- _Your instructions_
How do the records below read from their first line through the line containing "cv-qualifiers at each"? Write those lines out exactly.

══ Entries supplied

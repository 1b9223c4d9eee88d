//! DataType - a C++ type with qualifiers, indirection, and reference kind.
//!
//! This module provides [`DataType`], a compact `Copy` value describing a
//! complete type as the conversion engine sees it: the base type identity,
//! cv-qualifiers at each indirection level, the number of pointer levels,
//! and whether the type is an lvalue or rvalue reference. This is distinct
//! from [`TypeHash`](crate::TypeHash), which only identifies the base type.
//!
//! # Example
//!
//! ```
//! use cxxsema_core::{DataType, Qualifiers, RefKind, builtins};
//!
//! // int
//! let int_ty = DataType::simple(builtins::INT);
//!
//! // const int
//! let const_int = DataType::with_const(builtins::INT);
//! assert!(const_int.quals_at(0).contains(Qualifiers::CONST));
//!
//! // const int *  (pointer to const int)
//! let ptr = DataType::with_const(builtins::INT).pointer_to();
//! assert!(ptr.is_pointer());
//! assert!(ptr.quals_at(1).contains(Qualifiers::CONST));
//!
//! // const int &
//! let cref = DataType::with_const(builtins::INT).lvalue_ref_to();
//! assert_eq!(cref.ref_kind, RefKind::Lvalue);
//! ```

use std::fmt::{self, Display, Formatter};

use bitflags::bitflags;

use crate::TypeHash;

/// Number of indirection levels for which qualifiers are tracked.
///
/// Level 0 is the value itself; level k is the pointee k pointers down.
/// Qualification adjustments use 3 bits per level with this same depth, so
/// deeper levels clamp to the last tracked slot.
pub const QUALIFICATION_DEPTH: usize = 3;

bitflags! {
    /// A set of C++ cv-qualifiers (plus `restrict`, tracked the same way).
    #[derive(Debug, Clone, Copy, PartialEq, Eq, Hash, Default)]
    pub struct Qualifiers: u8 {
        const CONST = 0b001;
        const VOLATILE = 0b010;
        const RESTRICT = 0b100;
    }
}

/// How (if at all) a type is a reference.
#[derive(Debug, Clone, Copy, PartialEq, Eq, Hash, Default)]
pub enum RefKind {
    /// Not a reference.
    #[default]
    None,
    /// Lvalue reference (`T &`).
    Lvalue,
    /// Rvalue reference (`T &&`).
    Rvalue,
}

/// A complete type: base identity, per-level qualifiers, indirection,
/// reference kind.
///
/// `Copy` by design; conversion analysis passes these around freely without
/// allocation. Pointer indirection beyond [`QUALIFICATION_DEPTH`] levels is
/// counted but its qualifiers collapse into the deepest tracked slot.
#[derive(Debug, Clone, Copy, PartialEq, Eq, Hash)]
pub struct DataType {
    /// The base type identity.
    pub type_hash: TypeHash,

    /// Qualifiers per level: `cv[0]` is the top level, `cv[k]` the pointee
    /// at depth k.
    pub cv: [Qualifiers; QUALIFICATION_DEPTH],

    /// Number of pointer levels (`int` = 0, `int*` = 1, `int**` = 2).
    pub indirection: u8,

    /// Reference kind at the top level.
    pub ref_kind: RefKind,
}

impl DataType {
    /// Create an unqualified, non-pointer, non-reference type.
    #[inline]
    pub const fn simple(type_hash: TypeHash) -> Self {
        Self {
            type_hash,
            cv: [Qualifiers::empty(); QUALIFICATION_DEPTH],
            indirection: 0,
            ref_kind: RefKind::None,
        }
    }

    /// Create a const-qualified type.
    #[inline]
    pub const fn with_const(type_hash: TypeHash) -> Self {
        let mut dt = Self::simple(type_hash);
        dt.cv[0] = Qualifiers::CONST;
        dt
    }

    /// A pointer to this type. The existing levels shift one deeper and the
    /// new top level starts unqualified. Must not be applied to a reference.
    #[inline]
    pub fn pointer_to(self) -> Self {
        debug_assert!(
            self.ref_kind == RefKind::None,
            "pointers to references do not exist"
        );
        let mut cv = [Qualifiers::empty(); QUALIFICATION_DEPTH];
        for level in 0..QUALIFICATION_DEPTH - 1 {
            cv[level + 1] = self.cv[level];
        }
        // the level falling off the end folds into the deepest tracked slot
        cv[QUALIFICATION_DEPTH - 1] |= self.cv[QUALIFICATION_DEPTH - 1];
        Self {
            cv,
            indirection: self.indirection.saturating_add(1),
            ..self
        }
    }

    /// The pointee of this pointer type (inverse of [`Self::pointer_to`]).
    #[inline]
    pub fn pointee(self) -> Self {
        debug_assert!(self.indirection > 0, "pointee of a non-pointer type");
        let mut cv = [Qualifiers::empty(); QUALIFICATION_DEPTH];
        for level in 1..QUALIFICATION_DEPTH {
            cv[level - 1] = self.cv[level];
        }
        Self {
            cv,
            indirection: self.indirection - 1,
            ..self
        }
    }

    /// An lvalue reference to this type.
    #[inline]
    pub fn lvalue_ref_to(self) -> Self {
        debug_assert!(self.ref_kind == RefKind::None, "references do not nest");
        Self {
            ref_kind: RefKind::Lvalue,
            ..self
        }
    }

    /// An rvalue reference to this type.
    #[inline]
    pub fn rvalue_ref_to(self) -> Self {
        debug_assert!(self.ref_kind == RefKind::None, "references do not nest");
        Self {
            ref_kind: RefKind::Rvalue,
            ..self
        }
    }

    /// A copy with CONST added at the top level.
    #[inline]
    pub fn as_const(mut self) -> Self {
        self.cv[0] |= Qualifiers::CONST;
        self
    }

    /// A copy with VOLATILE added at the top level.
    #[inline]
    pub fn as_volatile(mut self) -> Self {
        self.cv[0] |= Qualifiers::VOLATILE;
        self
    }

    /// A copy with no top-level qualifiers.
    #[inline]
    pub fn without_top_quals(mut self) -> Self {
        self.cv[0] = Qualifiers::empty();
        self
    }

    /// A copy with the reference stripped (the referenced type).
    #[inline]
    pub fn referenced(mut self) -> Self {
        self.ref_kind = RefKind::None;
        self
    }

    /// Qualifiers at the given level, clamped to the tracked depth.
    #[inline]
    pub fn quals_at(&self, level: usize) -> Qualifiers {
        self.cv[level.min(QUALIFICATION_DEPTH - 1)]
    }

    #[inline]
    pub const fn is_reference(&self) -> bool {
        !matches!(self.ref_kind, RefKind::None)
    }

    #[inline]
    pub const fn is_pointer(&self) -> bool {
        self.indirection > 0 && matches!(self.ref_kind, RefKind::None)
    }

    /// True when the top level carries CONST.
    #[inline]
    pub fn is_const(&self) -> bool {
        self.cv[0].contains(Qualifiers::CONST)
    }

    /// True when base type and indirection match, ignoring qualifiers and
    /// reference kind. The precondition for qualification conversions.
    #[inline]
    pub fn same_shape(&self, other: &DataType) -> bool {
        self.type_hash == other.type_hash && self.indirection == other.indirection
    }

    #[inline]
    pub const fn is_void(&self) -> bool {
        self.type_hash.0 == crate::builtins::VOID.0 && self.indirection == 0
    }
}

impl Display for DataType {
    fn fmt(&self, f: &mut Formatter<'_>) -> fmt::Result {
        // Innermost level first: "const <base> * const &" style. Base names
        // are hashes here; a registry lookup is needed for readable names.
        let deepest = (self.indirection as usize).min(QUALIFICATION_DEPTH - 1);
        write_quals(f, self.cv[deepest])?;
        write!(f, "{}", self.type_hash)?;
        for level in (0..self.indirection as usize).rev() {
            write!(f, " *")?;
            if level < deepest {
                let quals = self.cv[level];
                if quals.contains(Qualifiers::CONST) {
                    write!(f, " const")?;
                }
                if quals.contains(Qualifiers::VOLATILE) {
                    write!(f, " volatile")?;
                }
                if quals.contains(Qualifiers::RESTRICT) {
                    write!(f, " restrict")?;
                }
            }
        }
        match self.ref_kind {
            RefKind::None => {}
            RefKind::Lvalue => write!(f, " &")?,
            RefKind::Rvalue => write!(f, " &&")?,
        }
        Ok(())
    }
}

fn write_quals(f: &mut Formatter<'_>, quals: Qualifiers) -> fmt::Result {
    if quals.contains(Qualifiers::CONST) {
        write!(f, "const ")?;
    }
    if quals.contains(Qualifiers::VOLATILE) {
        write!(f, "volatile ")?;
    }
    if quals.contains(Qualifiers::RESTRICT) {
        write!(f, "restrict ")?;
    }
    Ok(())
}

════

- _Solution for this exercise_
repository 1b9223c4d9eee88d
//! DataType - a C++ type with qualifiers, indirection, and reference kind.
//!
//! This module provides [`DataType`], a compact `Copy` value describing a
//! complete type as the conversion engine sees it: the base type identity,
//! cv-qualifiers at each indirection level, the number of pointer levels,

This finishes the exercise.